Il luogo del conflitto a fuoco tra Amri e i due poliziotti La stazione di Sesto San Giovanni

La terra di nessuno
Gli edifici scorrono nel buio dietro il finestrino. Il naviglio della Martesana, il teatro Zelig, il palazzo dove fino a pochi mesi fa sventolavano le bandiere di Forza Italia. Dopo 15 minuti ecco il confine con Sesto San Giovanni, il cavalcavia, la costruzione liberty della Campari, sulla sinistra, incastonata nella nuova sede e infine la stazione. Un percorso lungo strade che evocano altre epoche con i loro nomi: Via Ercole Marelli, Viale Antonio Gramsci, la ex Stalingrado d’Italia. Per Amri non hanno significato. Probabilmente i suoi occhi vedono solo edifici anonimi mentre l’autobus si svuota nella sua corsa verso Piazza Primo Maggio, altro nome evocativo di ere passate.

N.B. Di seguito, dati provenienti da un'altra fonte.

//! REST backend client.
//!
//! Wraps the collaboration API using [`reqwest`]. Successful responses are
//! expected in the `{ "data": T }` envelope and failures as
//! `{ "error": message, "code": CODE }`.

use std::time::Duration;

use async_trait::async_trait;
use reqwest::{Method, RequestBuilder, StatusCode};
use serde::de::DeserializeOwned;
use serde::Deserialize;

use collab_core::application::{
    Application, ApplicationBrief, ApplicationStatus, NewMessage, StatusChange,
};
use collab_core::case::{
    ActiveFlag, Case, CaseBrief, CasePatch, NewCase, Reaction, VoteRequest, Voter,
};
use collab_core::error::CoreError;
use collab_core::meeting::{Meeting, MeetingPatch, NewMeeting};
use collab_core::milestone::{Milestone, MilestonePatch, NewMilestone};
use collab_core::project::{NewProject, Project, ProjectBrief, ProjectPatch, TutorAssignment};
use collab_core::types::EntityId;
use collab_core::user::UserProfile;

use crate::backend::Backend;
use crate::error::{ClientError, ClientResult};

/// Standard `{ "data": T }` response envelope.
#[derive(Debug, Deserialize)]
struct DataResponse<T> {
    data: T,
}

/// Error body returned by the API for non-2xx responses.
#[derive(Debug, Deserialize)]
struct ErrorBody {
    error: String,
}

/// HTTP client for a single collaboration API instance.
pub struct HttpBackend {
    client: reqwest::Client,
    api_url: String,
    token: Option<String>,
}

impl HttpBackend {
    /// Create a client for the API at `api_url`, e.g. `http://host:3000/api`.
    ///
    /// `timeout` bounds every request end to end.
    pub fn new(api_url: String, token: Option<String>, timeout: Duration) -> ClientResult<Self> {
        let client = reqwest::Client::builder().timeout(timeout).build()?;
        Ok(Self::with_client(client, api_url, token))
    }

    /// Create a client reusing an existing [`reqwest::Client`].
    pub fn with_client(client: reqwest::Client, api_url: String, token: Option<String>) -> Self {
        Self {
            client,
            api_url: api_url.trim_end_matches('/').to_string(),
            token,
        }
    }

    pub fn api_url(&self) -> &str {
        &self.api_url
    }

    // ---- private helpers ----

    fn request(&self, method: Method, path: &str) -> RequestBuilder {
        tracing::debug!(method = %method, path = %path, "Backend request");
        let builder = self.client.request(method, format!("{}{}", self.api_url, path));
        match &self.token {
            Some(token) => builder.bearer_auth(token),
            None => builder,
        }
    }

    /// Send a request and decode the enveloped JSON body.
    async fn fetch<T: DeserializeOwned>(request: RequestBuilder) -> ClientResult<T> {
        let response = request.send().await?;
        Self::parse_response(response).await
    }

    /// Send a request and discard the body.
    async fn execute(request: RequestBuilder) -> ClientResult<()> {
        let response = request.send().await?;
        Self::ensure_success(response).await?;
        Ok(())
    }

    /// Ensure the response has a success status code. Returns the
    /// response unchanged on success, or a [`ClientError::Api`] carrying
    /// the status and server message on failure.
    async fn ensure_success(response: reqwest::Response) -> ClientResult<reqwest::Response> {
        let status = response.status();
        if status.is_success() {
            return Ok(response);
        }
        let body = response
            .text()
            .await
            .unwrap_or_else(|_| "<unreadable body>".to_string());
        let message = serde_json::from_str::<ErrorBody>(&body)
            .map(|b| b.error)
            .unwrap_or(body);
        tracing::warn!(status = status.as_u16(), message = %message, "Backend rejected request");
        Err(ClientError::Api {
            status: status.as_u16(),
            message,
        })
    }

    async fn parse_response<T: DeserializeOwned>(response: reqwest::Response) -> ClientResult<T> {
        let response = Self::ensure_success(response).await?;
        Ok(response.json::<DataResponse<T>>().await?.data)
    }
}

/// Map a 404 on a by-id request to [`CoreError::NotFound`].
fn not_found_as(entity: &'static str, id: EntityId) -> impl FnOnce(ClientError) -> ClientError {
    move |err| match err {
        ClientError::Api { status, .. } if status == StatusCode::NOT_FOUND.as_u16() => {
            CoreError::NotFound { entity, id }.into()
        }
        other => other,
    }
}

#[async_trait]
impl Backend for HttpBackend {
    // ---- projects ----

    async fn list_projects(&self) -> ClientResult<Vec<ProjectBrief>> {
        Self::fetch(self.request(Method::GET, "/projects")).await
    }

    async fn get_project(&self, id: EntityId) -> ClientResult<Project> {
        Self::fetch(self.request(Method::GET, &format!("/projects/{id}")))
            .await
            .map_err(not_found_as("Project", id))
    }

    async fn create_project(&self, input: &NewProject) -> ClientResult<Project> {
        input.validate()?;
        Self::fetch(self.request(Method::POST, "/projects").json(input)).await
    }

    async fn update_project(&self, id: EntityId, patch: &ProjectPatch) -> ClientResult<Project> {
        patch.validate()?;
        Self::fetch(self.request(Method::PATCH, &format!("/projects/{id}")).json(patch))
            .await
            .map_err(not_found_as("Project", id))
    }

    async fn assign_tutor(
        &self,
        id: EntityId,
        tutor_id: Option<EntityId>,
    ) -> ClientResult<Project> {
        let body = TutorAssignment { tutor_id };
        Self::fetch(self.request(Method::PUT, &format!("/projects/{id}/tutor")).json(&body))
            .await
            .map_err(not_found_as("Project", id))
    }

    // ---- meetings ----

    async fn list_meetings(&self, project_id: Option<EntityId>) -> ClientResult<Vec<Meeting>> {
        let mut request = self.request(Method::GET, "/meetings");
        if let Some(project_id) = project_id {
            request = request.query(&[("project_id", project_id)]);
        }
        Self::fetch(request).await
    }

    async fn get_meeting(&self, id: EntityId) -> ClientResult<Meeting> {
        Self::fetch(self.request(Method::GET, &format!("/meetings/{id}")))
            .await
            .map_err(not_found_as("Meeting", id))
    }

    async fn create_meeting(&self, input: &NewMeeting) -> ClientResult<Meeting> {
        input.validate()?;
        Self::fetch(self.request(Method::POST, "/meetings").json(input)).await
    }

    async fn update_meeting(&self, id: EntityId, patch: &MeetingPatch) -> ClientResult<Meeting> {
        patch.validate()?;
        Self::fetch(self.request(Method::PATCH, &format!("/meetings/{id}")).json(patch))
            .await
            .map_err(not_found_as("Meeting", id))
    }

    async fn delete_meeting(&self, id: EntityId) -> ClientResult<()> {
        Self::execute(self.request(Method::DELETE, &format!("/meetings/{id}")))
            .await
            .map_err(not_found_as("Meeting", id))
    }

    // ---- cases ----

    async fn list_cases(&self) -> ClientResult<Vec<CaseBrief>> {
        Self::fetch(self.request(Method::GET, "/cases")).await
    }

    async fn get_case(&self, id: EntityId) -> ClientResult<Case> {
        Self::fetch(self.request(Method::GET, &format!("/cases/{id}")))
            .await
            .map_err(not_found_as("Case", id))
    }

    async fn create_case(&self, input: &NewCase) -> ClientResult<Case> {
        input.validate()?;
        Self::fetch(self.request(Method::POST, "/cases").json(input)).await
    }

    async fn update_case(&self, id: EntityId, patch: &CasePatch) -> ClientResult<Case> {
        patch.validate()?;
        Self::fetch(self.request(Method::PATCH, &format!("/cases/{id}")).json(patch))
            .await
            .map_err(not_found_as("Case", id))
    }

    async fn set_case_active(&self, id: EntityId, is_active: bool) -> ClientResult<Case> {
        let body = ActiveFlag { is_active };
        Self::fetch(self.request(Method::PUT, &format!("/cases/{id}/active")).json(&body))
            .await
            .map_err(not_found_as("Case", id))
    }

    async fn vote_case(
        &self,
        case_id: EntityId,
        voter: &Voter,
        reaction: Reaction,
    ) -> ClientResult<()> {
        let body = VoteRequest {
            user_id: voter.user_id,
            name: voter.name.clone(),
            reaction,
        };
        Self::execute(
            self.request(Method::POST, &format!("/cases/{case_id}/votes"))
                .json(&body),
        )
        .await
        .map_err(not_found_as("Case", case_id))
    }

    async fn unvote_case(&self, case_id: EntityId, voter: &Voter) -> ClientResult<()> {
        Self::execute(
            self.request(Method::DELETE, &format!("/cases/{case_id}/votes"))
                .query(&[("user_id", voter.user_id)]),
        )
        .await
        .map_err(not_found_as("Case", case_id))
    }

    // ---- applications ----

    async fn list_applications(&self) -> ClientResult<Vec<ApplicationBrief>> {
        Self::fetch(self.request(Method::GET, "/applications")).await
    }

    async fn get_application(&self, id: EntityId) -> ClientResult<Application> {
        Self::fetch(self.request(Method::GET, &format!("/applications/{id}")))
            .await
            .map_err(not_found_as("Application", id))
    }

    async fn set_application_status(
        &self,
        id: EntityId,
        status: ApplicationStatus,
    ) -> ClientResult<Application> {
        let body = StatusChange { status };
        Self::fetch(
            self.request(Method::PUT, &format!("/applications/{id}/status"))
                .json(&body),
        )
        .await
        .map_err(not_found_as("Application", id))
    }

    async fn send_message(&self, id: EntityId, input: &NewMessage) -> ClientResult<Application> {
        input.validate()?;
        Self::fetch(
            self.request(Method::POST, &format!("/applications/{id}/messages"))
                .json(input),
        )
        .await
        .map_err(not_found_as("Application", id))
    }

    async fn mark_messages_read(&self, id: EntityId) -> ClientResult<Application> {
        Self::fetch(self.request(Method::POST, &format!("/applications/{id}/read")))
            .await
            .map_err(not_found_as("Application", id))
    }

    // ---- milestones ----

    async fn list_milestones(&self) -> ClientResult<Vec<Milestone>> {
        Self::fetch(self.request(Method::GET, "/milestones")).await
    }

    async fn get_milestone(&self, id: EntityId) -> ClientResult<Milestone> {
        Self::fetch(self.request(Method::GET, &format!("/milestones/{id}")))
            .await
            .map_err(not_found_as("Milestone", id))
    }

    async fn create_milestone(&self, input: &NewMilestone) -> ClientResult<Milestone> {
        input.validate()?;
        Self::fetch(self.request(Method::POST, "/milestones").json(input)).await
    }

    async fn update_milestone(
        &self,
        id: EntityId,
        patch: &MilestonePatch,
    ) -> ClientResult<Milestone> {
        Self::fetch(self.request(Method::PATCH, &format!("/milestones/{id}")).json(patch))
            .await
            .map_err(not_found_as("Milestone", id))
    }

    async fn delete_milestone(&self, id: EntityId) -> ClientResult<()> {
        Self::execute(self.request(Method::DELETE, &format!("/milestones/{id}")))
            .await
            .map_err(not_found_as("Milestone", id))
    }

    // ---- users ----

    async fn list_tutors(&self) -> ClientResult<Vec<UserProfile>> {
        Self::fetch(self.request(Method::GET, "/users/tutors")).await
    }
}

Dieci fermate da Piazzale Loreto. Capolinea, si scende. Amri cammina sull’asfalto del piazzale deserto. Alle 3,08 il controllo, la pistola, gli spari, la morte.
Aspettava qualcuno? Voleva prendere un autobus? Ai poliziotti che gli chiedono i documenti, Amri risponde in un buon italiano che è calabrese e che arriva da Reggio Calabria. Dal piazzale a venti metri dal luogo in cui è stato ucciso, è vero, partono gli autobus per la Calabria. Ma non solo. C’è una fermata dei pullman della Flixbus diretti verso la Puglia e la Campania. Ogni lunedì, mercoledì e venerdì pomeriggio c’è un pullman che porta a Marrakesh in dieci ore passando per Algesiras, in Spagna. Ma ci sono tre confini da superare e sarebbe azzardato pensare che Amri intendesse tornare a casa sua passando per il Marocco senza documenti. E poi ci sono i bus per l’Albania, quelli per località montane come Cortina e St. Moritz. E quelli diretti in provincia di Bergamo.

Era diretto altrove, Amri? Ma se voleva davvero andare nel Sud Italia, perché non ha preso un treno da Torino? Sarebbe stato molto più semplice. E una volta arrivato a Milano, perché non è salito sull’Intercity che partiva la mattina successiva alle 6,45 per Reggio Calabria? E ancora: perché non si è spostato a Lampugnano, vicino a San Siro, dove l’indomani mattina poteva salire su un autobus per la Calabria?
Il mistero è ancora da svelare. Intanto, nella terra di nessuno, l’autobus per Marrakesh è ancora lì, fermo in un angolo del piazzale deserto. Forse non ha ancora raggiunto il numero di passeggeri sufficiente per partire. I viaggiatori nella sala d’aspetto restano svegli. E l’uomo con il cappuccio e la bottiglia in mano è scomparso nel buio. Un “fantasma”. Come Amri.